I take curcumin, but only 700 mg per day--will need to do more research on it, and come up with a protocol including a number of chelators, IP 6, malic acid, etc.
I know you are waiting for the IP 6, but are you now taking any other chelators?

I will most probably start EDTA next week--need to do lots of studying on the two options, Calciium or Disodium, and their impact on MS and a few other health issues I have--and discuss my findings with Dr and come up with which we will use.(she is rare in letting me have major input in what we do, but of course she has final say. )--She also gave me script for the color doppler recommened re: CCSVI, and left it for me to contact radiologists to discuss it. I'll print out the protocol for them--but now read that since this on veins, and the usual is on arteries, will have a hard time finding anyone expert in it. So will contact the MS clinic at a major teaching hospital here (NYC), and see if they have heard of CCSVI yet, and if they have a radiologist that might be more versed in this than the usual. But this is something I can do even after the chelation, so no great rush.

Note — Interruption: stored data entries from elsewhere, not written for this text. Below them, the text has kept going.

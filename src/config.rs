//! Bootstrap configuration structures
//!
//! This module contains the configuration consumed by the readiness gate: the
//! per-service client endpoints, the shared request timeout used by ping
//! checks, and the startup timer settings.

use serde::Deserialize;
use std::collections::HashMap;
use std::path::Path;
use std::time::Duration;

use crate::{Error, ErrorContext, Result};

/// Service key for the core metadata service.
pub const CORE_METADATA_SERVICE_KEY: &str = "core-metadata";
/// Service key for the core data service.
pub const CORE_DATA_SERVICE_KEY: &str = "core-data";

/// The upstream services a dependent service must wait for before starting.
pub const REQUIRED_SERVICE_KEYS: [&str; 2] = [CORE_DATA_SERVICE_KEY, CORE_METADATA_SERVICE_KEY];

/// Per-service client endpoint definition.
#[derive(Debug, Clone, Deserialize)]
pub struct ClientEndpoint {
    #[serde(default)]
    pub host: String,
    #[serde(default)]
    pub port: u16,
}

impl ClientEndpoint {
    /// Base URL composed from host and port.
    pub fn url(&self) -> String {
        format!("http://{}:{}", self.host, self.port)
    }
}

/// Startup timer settings: total wait duration and poll interval.
#[derive(Debug, Clone, Deserialize)]
pub struct StartupSettings {
    #[serde(default = "default_startup_duration_secs")]
    pub duration_secs: u64,
    #[serde(default = "default_startup_interval_secs")]
    pub interval_secs: u64,
}

impl StartupSettings {
    pub fn duration(&self) -> Duration {
        Duration::from_secs(self.duration_secs)
    }

    pub fn interval(&self) -> Duration {
        Duration::from_secs(self.interval_secs)
    }
}

impl Default for StartupSettings {
    fn default() -> Self {
        Self {
            duration_secs: default_startup_duration_secs(),
            interval_secs: default_startup_interval_secs(),
        }
    }
}

fn default_startup_duration_secs() -> u64 {
    60
}

fn default_startup_interval_secs() -> u64 {
    1
}

/// Service-wide settings shared by all client probes.
#[derive(Debug, Clone, Deserialize)]
pub struct ServiceSettings {
    /// Per-attempt request timeout in milliseconds, applied to each ping.
    #[serde(default = "default_request_timeout_ms")]
    pub request_timeout_ms: u64,
    #[serde(default)]
    pub startup: StartupSettings,
}

impl ServiceSettings {
    pub fn request_timeout(&self) -> Duration {
        Duration::from_millis(self.request_timeout_ms)
    }
}

fn default_request_timeout_ms() -> u64 {
    5000
}

/// Root configuration consumed by the readiness gate.
#[derive(Debug, Clone, Deserialize)]
pub struct BootstrapConfig {
    /// Client endpoints keyed by service key.
    #[serde(default)]
    pub clients: HashMap<String, ClientEndpoint>,
    pub service: ServiceSettings,
}

impl BootstrapConfig {
    /// Parse a configuration document from a YAML string.
    pub fn from_yaml_str(content: &str) -> Result<Self> {
        Ok(serde_yaml::from_str(content)?)
    }

    /// Load a configuration document from a YAML file.
    pub fn from_yaml_file(path: impl AsRef<Path>) -> Result<Self> {
        let content = std::fs::read_to_string(path.as_ref())?;
        Self::from_yaml_str(&content)
    }

    /// Look up the endpoint configured for a service key.
    pub fn endpoint(&self, service_key: &str) -> Option<&ClientEndpoint> {
        self.clients.get(service_key)
    }

    /// Validate that every required service key has a usable endpoint.
    ///
    /// Host must be non-empty and port non-zero. The first violation aborts
    /// with a configuration error naming the field and service key; this is a
    /// fail-fast precondition, not part of any retry loop.
    pub fn validate_clients(&self, required: &[&str]) -> Result<()> {
        for key in required {
            let endpoint = self.endpoint(key).ok_or_else(|| {
                Error::configuration_with_context(
                    format!("no client settings configured for {} service", key),
                    ErrorContext::new()
                        .with_field_path(format!("clients.{}", key))
                        .with_source("config_validation"),
                )
            })?;

            if endpoint.host.is_empty() {
                return Err(Error::configuration_with_context(
                    format!("Host setting for {} client not configured", key),
                    ErrorContext::new()
                        .with_field_path(format!("clients.{}.host", key))
                        .with_source("config_validation"),
                ));
            }

            if endpoint.port == 0 {
                return Err(Error::configuration_with_context(
                    format!("Port setting for {} client not configured", key),
                    ErrorContext::new()
                        .with_field_path(format!("clients.{}.port", key))
                        .with_source("config_validation"),
                ));
            }
        }
        Ok(())
    }
}

#[cfg(test)]
mod tests {
    use super::*;

    const VALID_YAML: &str = r#"
clients:
  core-metadata:
    host: meta.local
    port: 59881
  core-data:
    host: data.local
    port: 59880
service:
  request_timeout_ms: 5000
  startup:
    duration_secs: 60
    interval_secs: 1
"#;

    #[test]
    fn test_parse_valid_config() {
        let config = BootstrapConfig::from_yaml_str(VALID_YAML).unwrap();
        assert_eq!(config.clients.len(), 2);
        assert_eq!(
            config.endpoint(CORE_METADATA_SERVICE_KEY).unwrap().port,
            59881
        );
        assert_eq!(config.service.request_timeout(), Duration::from_millis(5000));
        assert_eq!(config.service.startup.interval(), Duration::from_secs(1));
    }

    #[test]
    fn test_endpoint_url_composition() {
        let endpoint = ClientEndpoint {
            host: "meta.local".to_string(),
            port: 59881,
        };
        assert_eq!(endpoint.url(), "http://meta.local:59881");
    }

    #[test]
    fn test_startup_defaults_applied() {
        let yaml = r#"
clients:
  core-data:
    host: localhost
    port: 59880
service:
  request_timeout_ms: 3000
"#;
        let config = BootstrapConfig::from_yaml_str(yaml).unwrap();
        assert_eq!(config.service.startup.duration(), Duration::from_secs(60));
        assert_eq!(config.service.startup.interval(), Duration::from_secs(1));
    }

    #[test]
    fn test_validate_accepts_complete_clients() {
        let config = BootstrapConfig::from_yaml_str(VALID_YAML).unwrap();
        assert!(config.validate_clients(&REQUIRED_SERVICE_KEYS).is_ok());
    }

    #[test]
    fn test_validate_rejects_empty_host() {
        let mut config = BootstrapConfig::from_yaml_str(VALID_YAML).unwrap();
        config
            .clients
            .get_mut(CORE_METADATA_SERVICE_KEY)
            .unwrap()
            .host
            .clear();

        let err = config
            .validate_clients(&REQUIRED_SERVICE_KEYS)
            .unwrap_err();
        let rendered = err.to_string();
        assert!(rendered.contains("Host"));
        assert!(rendered.contains(CORE_METADATA_SERVICE_KEY));
    }

    #[test]
    fn test_validate_rejects_zero_port() {
        let mut config = BootstrapConfig::from_yaml_str(VALID_YAML).unwrap();
        config
            .clients
            .get_mut(CORE_DATA_SERVICE_KEY)
            .unwrap()
            .port = 0;

        let err = config
            .validate_clients(&REQUIRED_SERVICE_KEYS)
            .unwrap_err();
        let rendered = err.to_string();
        assert!(rendered.contains("Port"));
        assert!(rendered.contains(CORE_DATA_SERVICE_KEY));
    }

    #[test]
    fn test_validate_rejects_missing_client_entry() {
        let yaml = r#"
clients:
  core-data:
    host: localhost
    port: 59880
service:
  request_timeout_ms: 5000
"#;
        let config = BootstrapConfig::from_yaml_str(yaml).unwrap();
        let err = config
            .validate_clients(&REQUIRED_SERVICE_KEYS)
            .unwrap_err();
        assert!(err.to_string().contains(CORE_METADATA_SERVICE_KEY));
    }
}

And Merlyn, I think you raise incredibly good questions. Indeed, the point re: iron and parkinson's impacts this whole issue, and is one more reason to wait and see what develops here rather than rush in hastily--meanwhile, doing our own research. I'll try to see what I can re the Parkinson's iron--who knows, if enough of us check into it, we might be able to make a connection with the MS iron deposition.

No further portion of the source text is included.